▶ [Exercise inputs]:
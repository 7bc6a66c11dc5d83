//! Database queries for audit logs

use sqlx::{PgExecutor, PgPool};
use tracing::debug;
use uuid::Uuid;

use super::models::{AuditEntry, CreateAuditEntry};

const AUDIT_COLUMNS: &str = "id, action, severity, table_key, user_id, ip_address, user_agent, \
     row_key, column_name, old_value, new_value, rows_affected, upload_id, batch_id, \
     reason, metadata, created_at";

/// Append one audit entry.
///
/// Generic over the executor so the insert can join an open transaction
/// (upload completion, rollback).
pub async fn insert_audit_entry<'e, E>(
    executor: E,
    entry: &CreateAuditEntry,
) -> Result<AuditEntry, sqlx::Error>
where
    E: PgExecutor<'e>,
{
    let sql = format!(
        r#"
        INSERT INTO audit_log (
            action, severity, table_key, user_id, ip_address, user_agent,
            row_key, column_name, old_value, new_value, rows_affected,
            upload_id, batch_id, reason, metadata
        )
        VALUES ($1, $2, $3, $4, $5, $6, $7, $8, $9, $10, $11, $12, $13, $14, $15)
        RETURNING {AUDIT_COLUMNS}
        "#
    );

    let record = sqlx::query_as::<_, AuditEntry>(&sql)
        .bind(entry.action.as_str())
        .bind(entry.severity.as_str())
        .bind(&entry.table_key)
        .bind(&entry.actor.user_id)
        .bind(&entry.actor.ip_address)
        .bind(&entry.actor.user_agent)
        .bind(&entry.row_key)
        .bind(&entry.column_name)
        .bind(&entry.old_value)
        .bind(&entry.new_value)
        .bind(entry.rows_affected)
        .bind(entry.upload_id)
        .bind(entry.batch_id)
        .bind(&entry.reason)
        .bind(&entry.metadata)
        .fetch_one(executor)
        .await?;

    debug!(
        audit_id = %record.id,
        action = %entry.action,
        severity = %entry.severity,
        "Created audit log entry"
    );

    Ok(record)
}

/// Every audit entry linked to an upload, oldest first
pub async fn audit_trail_for_upload(
    pool: &PgPool,
    upload_id: Uuid,
) -> Result<Vec<AuditEntry>, sqlx::Error> {
    let sql = format!(
        "SELECT {AUDIT_COLUMNS} FROM audit_log WHERE upload_id = $1 ORDER BY created_at, id"
    );

    sqlx::query_as::<_, AuditEntry>(&sql)
        .bind(upload_id)
        .fetch_all(pool)
        .await
}
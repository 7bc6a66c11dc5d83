//! Append-only audit log
//!
//! The import pipeline writes one `upload` entry when an upload finishes
//! and one `upload_rollback` entry when it is rolled back; both carry the
//! upload id so the full trail of an upload can be listed. Row and bulk
//! edit actions share the table for tools that modify imported data.
//!
//! # Example
//!
//! ```no_run
//! use stowage_import::audit::{insert_audit_entry, AuditAction, CreateAuditEntry, Severity};
//! use sqlx::PgPool;
//!
//! # async fn example(pool: &PgPool) -> Result<(), sqlx::Error> {
//! let entry = CreateAuditEntry::builder(AuditAction::BulkEdit)
//!     .severity(Severity::Warning)
//!     .table_key("customers")
//!     .rows_affected(120)
//!     .reason("tier migration")
//!     .build();
//!
//! insert_audit_entry(pool, &entry).await?;
//! # Ok(())
//! # }
//! ```

mod models;
mod queries;

pub use models::{AuditAction, AuditEntry, AuditEntryBuilder, CreateAuditEntry, Severity};
pub use queries::{audit_trail_for_upload, insert_audit_entry};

▶ [Work required]: Everything in the data should be copied exactly. Leave nothing out.

▶ [Response area]:
repository 7bc6a66c11dc5d83
//! Database queries for audit logs

use sqlx::{PgExecutor, PgPool};
use tracing::debug;
use uuid::Uuid;

use super::models::{AuditEntry, CreateAuditEntry};

const AUDIT_COLUMNS: &str = "id, action, severity, table_key, user_id, ip_address, user_agent, \
     row_key, column_name, old_value, new_value, rows_affected, upload_id, batch_id, \
     reason, metadata, created_at";

/// Append one audit entry.
///
/// Generic over the executor so the insert can join an open transaction
/// (upload completion, rollback).
pub async fn insert_audit_entry<'e, E>(
    executor: E,
    entry: &CreateAuditEntry,
) -> Result<AuditEntry, sqlx::Error>
where
    E: PgExecutor<'e>,
{
    let sql = format!(
        r#"
        INSERT INTO audit_log (
            action, severity, table_key, user_id, ip_address, user_agent,
            row_key, column_name, old_value, new_value, rows_affected,
            upload_id, batch_id, reason, metadata
        )
        VALUES ($1, $2, $3, $4, $5, $6, $7, $8, $9, $10, $11, $12, $13, $14, $15)
        RETURNING {AUDIT_COLUMNS}
        "#
    );

    let record = sqlx::query_as::<_, AuditEntry>(&sql)
        .bind(entry.action.as_str())
        .bind(entry.severity.as_str())
        .bind(&entry.table_key)
        .bind(&entry.actor.user_id)
        .bind(&entry.actor.ip_address)
        .bind(&entry.actor.user_agent)
        .bind(&entry.row_key)
        .bind(&entry.column_name)
        .bind(&entry.old_value)
        .bind(&entry.new_value)
        .bind(entry.rows_affected)
        .bind(entry.upload_id)
        .bind(entry.batch_id)
        .bind(&entry.reason)
        .bind(&entry.metadata)
        .fetch_one(executor)
        .await?;

    debug!(
        audit_id = %record.id,
        action = %entry.action,
        severity = %entry.severity,
        "Created audit log entry"
    );

    Ok(record)
}

/// Every audit entry linked to an upload, oldest first
pub async fn audit_trail_for_upload(
    pool: &PgPool,
    upload_id: Uuid,
) -> Result<Vec<AuditEntry>, sqlx::Error> {
    let sql = format!(
        "SELECT {AUDIT_COLUMNS} FROM audit_log WHERE upload_id = $1 ORDER BY created_at, id"
    );

    sqlx::query_as::<_, AuditEntry>(&sql)
        .bind(upload_id)
        .fetch_all(pool)
        .await
}
repository 7bc6a66c11dc5d83
//! Append-only audit log
//!
//! The import pipeline writes one `upload` entry when an upload finishes
//! and one `upload_rollback` entry when it is rolled back; both carry the
//! upload id so the full trail of an upload can be listed. Row and bulk
//! edit actions share the table for tools that modify imported data.
//!
//! # Example
//!
//! ```no_run
//! use stowage_import::audit::{insert_audit_entry, AuditAction, CreateAuditEntry, Severity};
//! use sqlx::PgPool;
//!
//! # async fn example(pool: &PgPool) -> Result<(), sqlx::Error> {
//! let entry = CreateAuditEntry::builder(AuditAction::BulkEdit)
//!     .severity(Severity::Warning)
//!     .table_key("customers")
//!     .rows_affected(120)
//!     .reason("tier migration")
//!     .build();
//!
//! insert_audit_entry(pool, &entry).await?;
//! # Ok(())
//! # }
//! ```

mod models;
mod queries;

pub use models::{AuditAction, AuditEntry, AuditEntryBuilder, CreateAuditEntry, Severity};
pub use queries::{audit_trail_for_upload, insert_audit_entry};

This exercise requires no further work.